Y nosotros estaremos a tu lado para recordarte, cada día, que sí es posible lograrlo y mantenerlo.

🌿 Recomendaciones prácticas finales

  1. Avanza paso a paso.
    No intentes cambiar todo de una vez. El éxito duradero nace de pequeños hábitos repetidos con constancia.
  2. Escucha a tu cuerpo.
    Aprende a reconocer las señales de hambre y saciedad. Comer con atención plena te ayudará a reconectarte con tus verdaderas necesidades.
  3. Evita la perfección.
    No se trata de hacer todo “bien”, sino de hacerlo sostenible.

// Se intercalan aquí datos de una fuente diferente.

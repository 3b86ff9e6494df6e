use serde::{Deserialize, Serialize};

use ledgerbook_core::{AccountNumber, InsufficientBalance, LedgerError, LedgerResult, Money};

/// A named, balance-holding account.
///
/// Number and holder are fixed at construction. The balance only moves through
/// [`Account::deposit`] and [`Account::withdraw`].
#[derive(Debug, Clone, PartialEq, Eq, Serialize, Deserialize)]
pub struct Account {
    number: AccountNumber,
    holder: String,
    balance: Money,
}

impl Account {
    /// Opening balance is taken as given, including zero or negative values.
    pub fn open(number: AccountNumber, holder: impl Into<String>, initial_deposit: Money) -> Self {
        Self {
            number,
            holder: holder.into(),
            balance: initial_deposit,
        }
    }

    pub fn number(&self) -> &AccountNumber {
        &self.number
    }

    pub fn holder(&self) -> &str {
        &self.holder
    }

    pub fn balance(&self) -> Money {
        self.balance
    }

    /// Add a strictly positive amount; returns the new balance.
    pub fn deposit(&mut self, amount: Money) -> LedgerResult<Money> {
        if !amount.is_positive() {
            return Err(LedgerError::invalid_amount(amount));
        }
        self.balance = self
            .balance
            .checked_add(amount)
            .ok_or(LedgerError::BalanceOverflow)?;
        Ok(self.balance)
    }

    /// Subtract `amount` unless it exceeds the current balance; returns the new
    /// balance.
    ///
    /// Only the upper bound is checked. A zero or negative amount passes the
    /// guard and is applied as-is.
    pub fn withdraw(&mut self, amount: Money) -> Result<Money, WithdrawError> {
        if amount > self.balance {
            return Err(WithdrawError::Insufficient(InsufficientBalance {
                requested: amount,
                available: self.balance,
            }));
        }
        self.balance = self
            .balance
            .checked_sub(amount)
            .ok_or(WithdrawError::Overflow)?;
        Ok(self.balance)
    }
}

/// Why [`Account::withdraw`] left the balance untouched.
#[derive(Debug, Clone, PartialEq, Eq)]
pub enum WithdrawError {
    Insufficient(InsufficientBalance),
    /// Only reachable with a negative amount pushing the balance past the
    /// decimal range.
    Overflow,
}

impl From<WithdrawError> for LedgerError {
    fn from(value: WithdrawError) -> Self {
        match value {
            WithdrawError::Insufficient(e) => e.into(),
            WithdrawError::Overflow => LedgerError::BalanceOverflow,
        }
    }
}

#[cfg(test)]
mod tests {
    use super::*;
    use proptest::prelude::*;

    fn alice(balance: i64) -> Account {
        Account::open(AccountNumber::from("001"), "Alice", Money::from_units(balance))
    }

    #[test]
    fn deposit_adds_positive_amount() {
        let mut account = alice(100);

        let balance = account.deposit(Money::from_units(50)).unwrap();

        assert_eq!(balance, Money::from_units(150));
        assert_eq!(account.balance(), Money::from_units(150));
    }

    #[test]
    fn non_positive_deposit_is_rejected_without_mutation() {
        let mut account = alice(100);

        for amount in [Money::ZERO, Money::from_units(-20)] {
            let err = account.deposit(amount).unwrap_err();
            assert_eq!(err, LedgerError::InvalidAmount(amount));
        }
        assert_eq!(account.balance(), Money::from_units(100));
    }

    #[test]
    fn withdraw_up_to_full_balance() {
        let mut account = alice(100);

        assert_eq!(
            account.withdraw(Money::from_units(100)).unwrap(),
            Money::ZERO
        );
    }

    #[test]
    fn overdraw_reports_insufficient_balance() {
        let mut account = alice(100);

        let err = account.withdraw(Money::from_units(150)).unwrap_err();

        assert_eq!(
            err,
            WithdrawError::Insufficient(InsufficientBalance {
                requested: Money::from_units(150),
                available: Money::from_units(100),
            })
        );
        assert_eq!(account.balance(), Money::from_units(100));
    }

    #[test]
    fn negative_withdrawal_is_not_guarded() {
        let mut account = alice(100);

        let balance = account.withdraw(Money::from_units(-25)).unwrap();

        assert_eq!(balance, Money::from_units(125));
    }

    #[test]
    fn number_and_holder_are_fixed_at_open() {
        let account = alice(0);
        assert_eq!(account.number(), &AccountNumber::from("001"));
        assert_eq!(account.holder(), "Alice");
    }

    proptest! {
        #![proptest_config(ProptestConfig {
            cases: 256,
            ..ProptestConfig::default()
        })]

        /// Property: a withdrawal either applies exactly or leaves the balance
        /// untouched, depending only on whether it exceeds the balance.
        #[test]
        fn withdraw_is_exact_or_no_op(
            opening in 0i64..1_000_000i64,
            amount in 0i64..2_000_000i64,
        ) {
            let mut account = alice(opening);
            let result = account.withdraw(Money::from_cents(amount));

            if amount <= opening * 100 {
                prop_assert_eq!(result, Ok(Money::from_cents(opening * 100 - amount)));
            } else {
                prop_assert!(result.is_err());
                prop_assert_eq!(account.balance(), Money::from_units(opening));
            }
        }
    }
}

Un pequeño desvío no borra tus logros: ajusta el rumbo y continúa.
  4. Muévete por placer, no por castigo.
    La actividad física debe ser un espacio de bienestar. Elige lo que disfrutes: caminar, bailar, nadar, pedalear… lo importante es moverte.
  5. Planifica tus comidas.
    Anticiparte reduce la improvisación y el descontrol. Llevar contigo opciones saludables te ayudará a mantener el equilibrio.
  6. Cuida tu descanso.
    Dormir bien regula las hormonas del apetito y del estrés. Intenta mantener horarios regulares y desconectarte de pantallas antes de dormir.
  7. Aprende a manejar el estrés sin recurrir a la comida.
    Habla, respira, escribe o da un paseo. Hay muchas formas de cuidar tus emociones sin castigarte ni compensarte con comida.
  8. Mantén el contacto con tu equipo.
    Tu médico, nutricionista, psicólogo y entrenador están aquí para acompañarte. No estás solo: pide ayuda antes de sentirte frustrado.
  9. Celebra cada avance.
    Cada elección saludable, cada semana de constancia, es un logro. Agradece a tu cuerpo por todo lo que te permite hacer.
  10. Recuerda siempre el propósito.
    Este programa no es una dieta: es una forma nueva de vivir, basada en el respeto, la ciencia y el cuidado integral de tu salud.

💬 Mensaje final:

“No se trata de ser perfecto, sino de aprender a cuidarte con amor y constancia.
Cada paso que das te acerca a una versión más fuerte, libre y saludable de ti mismo.”



Figura final. Camino hacia la salud integral. Representación simbólica del proceso de cambio terapéutico en la obesidad. La integración entre mente, cuerpo y equipo interdisciplinario ilumina el camino hacia la salud sostenible, la autonomía y la esperanza.